Supreme Court of Appeals of West Virginia, January 2011 Term
Apr 28, 2011
709 S.E.2d 561 (W. Va. 2011)

Summary

In Multiplex, Inc. v. Raleigh County Bd. of Educ., 709 S.E.2d 561 (W.Va. 2011), the Supreme Court of Appeals of West Virginia determined that a release stating that it was limited to "events arising out of the alleged wrongful acts set forth in the aforementioned Complaint [filed in 2006 by the plaintiff]" was the only matter released, because this was the only such matter as may fairly be said to have been within the contemplation of the parties at the time the release was executed.

Summary of this case from MTR Gaming Grp., Inc. v.

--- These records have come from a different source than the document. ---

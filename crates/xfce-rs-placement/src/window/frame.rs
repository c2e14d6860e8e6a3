use crate::core::{Edges, Point, Rect};

/// Resize edges for a grab that did not name any, from where the cursor sits
/// on the view. The view is split into thirds on each axis; the centre cell
/// resizes from the bottom-right corner.
pub fn resize_edges_at(geometry: Rect, cursor: Point) -> Edges {
    let x = cursor.x - geometry.x;
    let y = cursor.y - geometry.y;
    let third_w = geometry.width / 3;
    let third_h = geometry.height / 3;

    let mut edges = Edges::empty();
    if x < third_w {
        edges |= Edges::LEFT;
    } else if x >= geometry.width - third_w {
        edges |= Edges::RIGHT;
    }
    if y < third_h {
        edges |= Edges::TOP;
    } else if y >= geometry.height - third_h {
        edges |= Edges::BOTTOM;
    }

    if edges.is_empty() {
        Edges::BOTTOM_RIGHT
    } else {
        edges
    }
}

Arneault

Opinion

No. 35721

Submitted: April 13, 2011

Filed: April 28, 2011

Appeal from the Circuit Court of Kanawha County, Honorable Paul Zakaib, Jr., Judge, Civil Action No. 09-C-2075.

REVERSED AND REMANDED

Gregory A. Hewitt, Esq., Hewitt Salvatore, PLLC, Fayetteville, West Virginia, Attorney for Multiplex, Inc.

Kenneth E. Webb, Jr., Esq., Michael J. Schessler, Esq., Bowles, Rice, McDavid, Graff Love LLP, Charleston, West Virginia, Attorneys for the Raleigh County Board of Education.

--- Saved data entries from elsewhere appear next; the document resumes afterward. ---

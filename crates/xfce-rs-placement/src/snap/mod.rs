pub mod edges;
pub mod overlay;
pub mod regions;

use crate::config::SnapConfig;
use crate::core::{Edges, Rect};
use crate::window::desktop::Desktop;

pub use edges::{edge_from_cursor, EdgeHit};
pub use overlay::{OverlayPreview, OverlayState};
pub use regions::{regions_should_snap, Region, RegionId, RegionManager};

/// Where a moved view lands if dropped now.
#[derive(Debug, Clone, Copy, PartialEq, Eq)]
pub enum SnapTarget {
    Region(RegionId),
    Edge(EdgeHit),
}

impl SnapTarget {
    /// Geometry the view would take. `None` once the region or output is gone.
    pub fn geometry(&self, desktop: &Desktop, regions: &RegionManager, config: &SnapConfig) -> Option<Rect> {
        match *self {
            SnapTarget::Region(id) => regions.get(id).map(|r| r.geometry),
            SnapTarget::Edge(hit) => {
                let area = desktop.output(hit.output)?.usable_area;
                if hit.edges == Edges::TOP && config.top_maximize {
                    Some(area)
                } else {
                    Some(crate::window::placement::edge_snap_geometry(area, hit.edges))
                }
            }
        }
    }
}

The Opinion of the Court was delivered PER CURIAM.


The Appellant, Multiplex, Inc., ("Multiplex") appeals the March 24, 2010, order of the Circuit Court of Kanawha County dismissing its civil complaint against the Appellees, Raleigh County Board of Education ("Board of Education") and School Building Authority of West Virginia ("SBA"). Having fully considered the record before us, the briefs and arguments of the parties, we reverse the circuit court and remand this matter for further proceedings consistent with this Opinion.

I. Facts and Background

In 2005, Multiplex entered into a construction contract with the Board of Education to build an extension to Independence High School in Raleigh County, West Virginia. The construction project was funded through the SBA. At one of the pre-construction meetings, the Board of Education instructed Multiplex not to do any more work on the project until utility lines had been relocated. Under the terms of the contract, the relocation of the utility lines was the responsibility of the Board of Education. More than six months later, the Board of Education instructed Multiplex to recommence work on the project.

Multiplex did recommence its work on the project. However, in August 2006, it filed suit against the Board of Education seeking to terminate its contract and collect damages caused by the delay. Multiplex alleged in the 2006 civil complaint that Section 14.1.2 of the contract entitled it to terminate the contract because the Board of Education's relocation of the utility lines caused a delay of more than 120 days in any 365-day period and that Section 14.1.3 of the contract gave Multiplex a cause of action for damages caused by such delay. On April 25, 2007, a settlement agreement was reached in which the Board of Education agreed to pay Multiplex $183,143.00. A "Release in Full of All Claims" ("Release") was executed reflecting the terms of the settlement agreement.

Key provisions of the Release included the following (emphasis added):

[Multiplex, Inc., in consideration of the payment of $183,143.00] do[es] here by release and forever discharge the Board of Education . . . of and from all claims, demands, damages, actions, causes of action, and suits at law or equity that [Multiplex] may have, including past, present and future, both known or unknown, of whatsoever kind or nature, for or arising out of those certain alleged wrongful acts alleged in the Complaint filed in Civil Action No. 06-C17-47[.]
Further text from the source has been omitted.